Philly.com (the website of Philadelphia's two local newspapers), published an editorial about a little known bill which would impose a 10% tax on the sale of all M for mature and AO for adults only rated video game sales in Pennsylvania.

On Jan. 28, several Pennsylvania members of Congress introduced a bill that would impose a tax of 10 percent on action-oriented video games rated M for mature or AO for adults only. In 2011, the Supreme Court ruled that California's efforts to single out action games violated the First Amendment. Beyond standing on similarly questionable grounds, Pennsylvania's own proposed bill is more likely to do harm than good.

The proposal is driven by the popular belief that such games cause acts of violence. In a September memo that previewed the legislation, its sponsor, Republican Rep. Christopher B. Quinn linked violent games to societal violence, including the 2018 Parkland shooting in Florida. He cites a Washington think tank that connects playing videos games to showing aggression in real life. But as researchers in this field, we've found the evidence to be clear: No links exist between video games and violence.

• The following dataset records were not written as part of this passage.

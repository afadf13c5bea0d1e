//! Document Cache
//!
//! Holds the parsed sections of the store, keyed by the file's modification
//! time. The mtime check is the only invalidation mechanism: writers never
//! have to notify the cache.

use std::sync::Arc;
use std::time::SystemTime;

use crate::core::store::Store;
use crate::parser::{Section, parse_document};

/// One generation of the parsed store; read-only once built
#[derive(Debug, Clone, Default, PartialEq)]
pub struct Document {
    pub sections: Vec<Section>,
    /// Store mtime this generation was parsed from
    pub modified: Option<SystemTime>,
}

impl Document {
    pub fn section(&self, ordinal: usize) -> Option<&Section> {
        self.sections.get(ordinal)
    }

    pub fn is_empty(&self) -> bool {
        self.sections.is_empty()
    }
}

/// Owned, injectable cache of the parsed store
#[derive(Debug, Default)]
pub struct DocumentCache {
    cached: Option<Arc<Document>>,
    recorded_mtime: Option<SystemTime>,
    generation: u64,
}

impl DocumentCache {
    pub fn new() -> Self {
        Self::default()
    }

    /// Current document, reparsed when the store's mtime moved
    ///
    /// A store that cannot be stat'ed yields an empty document and clears
    /// the recorded time, so the next successful stat forces a reparse.
    pub fn get(&mut self, store: &Store) -> Arc<Document> {
        let Some(mtime) = store.modified() else {
            self.recorded_mtime = None;
            let empty = Arc::new(Document::default());
            self.cached = Some(empty.clone());
            return empty;
        };

        if let Some(doc) = &self.cached {
            if self.recorded_mtime == Some(mtime) {
                return doc.clone();
            }
        }

        let text = store.read();
        let document = Arc::new(Document {
            sections: text.as_deref().map(parse_document).unwrap_or_default(),
            modified: Some(mtime),
        });

        self.recorded_mtime = text.is_some().then_some(mtime);
        self.cached = Some(document.clone());
        self.generation += 1;

        log::debug!(
            "Parsed {} sections from {} (generation {})",
            document.sections.len(),
            store.path().display(),
            self.generation
        );

        document
    }

    /// Number of reparses performed so far
    pub fn generation(&self) -> u64 {
        self.generation
    }

    pub fn recorded_mtime(&self) -> Option<SystemTime> {
        self.recorded_mtime
    }
}
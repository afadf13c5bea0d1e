//! Section search with snippets and summaries.

pub mod engine;

pub use engine::{
    MARK_CLOSE, MARK_OPEN, SearchResult, error_count, find_occurrences, highlight,
    normalize_query, search, snippet, summarize,
};
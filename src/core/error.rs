//! Store mutation errors.
//!
//! Reads never produce these: a missing or unreadable store is an empty
//! document. Only append/replace can fail.

use std::path::PathBuf;

use thiserror::Error;

#[derive(Debug, Error)]
pub enum StoreError {
    /// Rejected input; the store was not touched
    #[error("{0}")]
    Validation(String),

    #[error("failed to write {}: {source}", path.display())]
    Io {
        path: PathBuf,
        #[source]
        source: std::io::Error,
    },
}

impl StoreError {
    pub fn is_validation(&self) -> bool {
        matches!(self, StoreError::Validation(_))
    }
}
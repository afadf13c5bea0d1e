use std::sync::Arc;

use tokio::sync::Mutex;

use crate::Config;
use crate::core::Guide;

/// Shared state handed to every request handler
#[derive(Clone)]
pub struct Backend {
    pub guide: Arc<Mutex<Guide>>,
    pub config: Arc<Config>,
}

impl Backend {
    pub fn new(config: Config, guide: Guide) -> Self {
        Self {
            guide: Arc::new(Mutex::new(guide)),
            config: Arc::new(config),
        }
    }

    /// Backend over the configured store with a fresh cache
    pub fn from_config(config: Config) -> Self {
        let guide = Guide::open(config.store_path.clone());
        Self::new(config, guide)
    }
}
//! Block classification for section bodies.

use serde::Serialize;

use crate::render::inline::Inline;

/// One rendered structural unit of a section body
#[derive(Debug, Clone, PartialEq, Serialize)]
#[serde(tag = "kind", content = "spans", rename_all = "snake_case")]
pub enum Block {
    /// `## ` line
    Heading3(Inline),
    /// `### ` line
    Heading4(Inline),
    /// `- ` line
    BulletItem(Inline),
    /// Any other non-blank line
    Paragraph(Inline),
}

impl Block {
    pub fn inline(&self) -> &Inline {
        match self {
            Block::Heading3(inline)
            | Block::Heading4(inline)
            | Block::BulletItem(inline)
            | Block::Paragraph(inline) => inline,
        }
    }

    pub fn is_bullet(&self) -> bool {
        matches!(self, Block::BulletItem(_))
    }
}

/// Layout element: a block, or a run of adjacent bullets forming one list
#[derive(Debug, Clone, PartialEq)]
pub enum Element {
    Block(Block),
    List(Vec<Inline>),
}

/// Classify a single line; blank lines yield `None`
///
/// Checks run on the trimmed line, most specific prefix first.
pub fn classify_line(line: &str) -> Option<Block> {
    let trimmed = line.trim();

    if let Some(rest) = trimmed.strip_prefix("### ") {
        Some(Block::Heading4(Inline::parse(rest)))
    } else if let Some(rest) = trimmed.strip_prefix("## ") {
        Some(Block::Heading3(Inline::parse(rest)))
    } else if let Some(rest) = trimmed.strip_prefix("- ") {
        Some(Block::BulletItem(Inline::parse(rest)))
    } else if !trimmed.is_empty() {
        Some(Block::Paragraph(Inline::parse(trimmed)))
    } else {
        None
    }
}

/// Render a section body into its block sequence
pub fn render_body(body: &str) -> Vec<Block> {
    body.lines().filter_map(classify_line).collect()
}

/// Render a section body and group adjacent bullets into lists
///
/// A list stays open only across consecutive bullet lines; a blank line or
/// any other block closes it.
pub fn layout_body(body: &str) -> Vec<Element> {
    let mut elements = Vec::new();
    let mut open_list: Option<Vec<Inline>> = None;

    for line in body.lines() {
        match classify_line(line) {
            Some(Block::BulletItem(inline)) => open_list.get_or_insert_with(Vec::new).push(inline),
            other => {
                if let Some(items) = open_list.take() {
                    elements.push(Element::List(items));
                }
                if let Some(block) = other {
                    elements.push(Element::Block(block));
                }
            }
        }
    }

    if let Some(items) = open_list {
        elements.push(Element::List(items));
    }

    elements
}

[...] data on school shootings going back to a 2002 Secret Service report find that less than 20 percent of school shooters played violent video games with any amount of regularity. Evidence suggests these individuals are actually less interested in violent games than the typical high school student. Many people continue to believe falsely that some shooters, such as those in the 2012 Sandy Hook and 2007 Virginia Tech shootings, were avid action gamers. Yet official investigations reported that these individuals preferred the nonviolent games Dance, Dance Revolution and Sonic the Hedgehog, respectively.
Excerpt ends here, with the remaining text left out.